Recorded information:

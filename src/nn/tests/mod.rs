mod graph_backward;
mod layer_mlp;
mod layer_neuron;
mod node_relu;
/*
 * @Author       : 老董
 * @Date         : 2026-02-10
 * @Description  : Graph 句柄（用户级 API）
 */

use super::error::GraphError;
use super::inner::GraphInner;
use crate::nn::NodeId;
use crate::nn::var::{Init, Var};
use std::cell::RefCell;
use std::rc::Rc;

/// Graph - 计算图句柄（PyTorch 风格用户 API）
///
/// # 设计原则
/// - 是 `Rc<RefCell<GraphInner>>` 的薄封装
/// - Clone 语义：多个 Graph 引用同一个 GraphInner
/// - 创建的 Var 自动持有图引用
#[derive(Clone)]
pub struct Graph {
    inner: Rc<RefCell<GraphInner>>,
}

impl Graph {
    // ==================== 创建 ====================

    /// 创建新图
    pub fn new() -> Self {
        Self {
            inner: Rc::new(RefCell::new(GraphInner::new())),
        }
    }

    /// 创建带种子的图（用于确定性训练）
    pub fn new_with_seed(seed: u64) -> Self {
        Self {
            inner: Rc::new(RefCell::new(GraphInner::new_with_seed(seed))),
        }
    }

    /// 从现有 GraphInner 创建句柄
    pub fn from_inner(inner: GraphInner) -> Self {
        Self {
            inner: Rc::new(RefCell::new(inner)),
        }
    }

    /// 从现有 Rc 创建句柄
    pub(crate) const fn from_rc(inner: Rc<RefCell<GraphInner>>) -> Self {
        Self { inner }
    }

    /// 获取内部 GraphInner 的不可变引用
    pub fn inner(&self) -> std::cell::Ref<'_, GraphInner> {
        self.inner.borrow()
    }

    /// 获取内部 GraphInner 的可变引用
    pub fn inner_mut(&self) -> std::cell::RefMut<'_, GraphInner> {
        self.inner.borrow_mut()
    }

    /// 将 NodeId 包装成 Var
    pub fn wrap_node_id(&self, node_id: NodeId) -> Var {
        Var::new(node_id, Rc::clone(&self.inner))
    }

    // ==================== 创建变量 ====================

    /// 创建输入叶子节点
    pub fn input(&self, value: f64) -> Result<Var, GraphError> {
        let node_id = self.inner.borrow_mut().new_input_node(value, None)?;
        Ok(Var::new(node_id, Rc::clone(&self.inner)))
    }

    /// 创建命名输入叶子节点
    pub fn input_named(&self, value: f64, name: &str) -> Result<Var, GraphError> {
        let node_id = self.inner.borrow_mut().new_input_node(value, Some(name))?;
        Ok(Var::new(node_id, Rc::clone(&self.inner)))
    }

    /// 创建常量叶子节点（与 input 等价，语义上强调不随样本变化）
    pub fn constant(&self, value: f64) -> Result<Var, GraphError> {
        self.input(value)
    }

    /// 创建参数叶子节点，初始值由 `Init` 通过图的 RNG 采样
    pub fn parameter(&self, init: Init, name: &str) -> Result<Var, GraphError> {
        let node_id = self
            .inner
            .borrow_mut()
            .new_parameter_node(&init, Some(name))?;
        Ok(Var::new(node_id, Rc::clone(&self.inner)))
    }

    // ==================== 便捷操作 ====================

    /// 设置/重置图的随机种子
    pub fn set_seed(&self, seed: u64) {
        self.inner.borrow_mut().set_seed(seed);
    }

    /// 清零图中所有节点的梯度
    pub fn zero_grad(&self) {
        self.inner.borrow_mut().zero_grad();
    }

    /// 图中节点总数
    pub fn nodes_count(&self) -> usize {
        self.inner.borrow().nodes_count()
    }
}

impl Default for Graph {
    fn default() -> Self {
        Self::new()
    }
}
* * *
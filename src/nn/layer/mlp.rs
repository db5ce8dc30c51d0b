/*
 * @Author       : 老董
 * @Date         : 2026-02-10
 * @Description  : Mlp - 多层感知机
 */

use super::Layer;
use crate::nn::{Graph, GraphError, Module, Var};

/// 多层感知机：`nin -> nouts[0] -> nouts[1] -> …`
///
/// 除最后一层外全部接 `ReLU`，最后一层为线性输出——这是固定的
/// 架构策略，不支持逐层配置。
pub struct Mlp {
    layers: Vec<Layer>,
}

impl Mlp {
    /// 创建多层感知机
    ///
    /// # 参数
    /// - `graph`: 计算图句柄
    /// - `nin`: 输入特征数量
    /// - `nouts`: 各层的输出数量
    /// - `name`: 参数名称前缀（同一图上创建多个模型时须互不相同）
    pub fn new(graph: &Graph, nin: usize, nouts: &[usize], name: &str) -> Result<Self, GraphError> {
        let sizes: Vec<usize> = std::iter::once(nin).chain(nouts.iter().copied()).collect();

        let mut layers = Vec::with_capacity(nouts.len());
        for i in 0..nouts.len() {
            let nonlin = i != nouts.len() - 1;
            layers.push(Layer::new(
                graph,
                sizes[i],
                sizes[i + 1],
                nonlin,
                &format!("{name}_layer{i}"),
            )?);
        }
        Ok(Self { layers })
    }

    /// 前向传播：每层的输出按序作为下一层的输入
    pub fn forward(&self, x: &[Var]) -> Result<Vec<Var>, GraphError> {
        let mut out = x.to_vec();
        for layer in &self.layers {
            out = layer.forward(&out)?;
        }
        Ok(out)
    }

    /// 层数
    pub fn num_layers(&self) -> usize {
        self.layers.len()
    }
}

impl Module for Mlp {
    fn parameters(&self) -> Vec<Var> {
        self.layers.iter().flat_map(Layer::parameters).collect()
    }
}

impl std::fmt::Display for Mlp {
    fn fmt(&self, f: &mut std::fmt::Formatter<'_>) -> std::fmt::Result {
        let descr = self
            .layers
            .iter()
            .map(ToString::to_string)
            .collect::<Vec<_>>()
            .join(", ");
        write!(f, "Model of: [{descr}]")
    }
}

Problem description: Among the lines above, find those with the word "计算图句柄" and list them.

Exercise solution:
/// Graph - 计算图句柄（PyTorch 风格用户 API）
    /// - `graph`: 计算图句柄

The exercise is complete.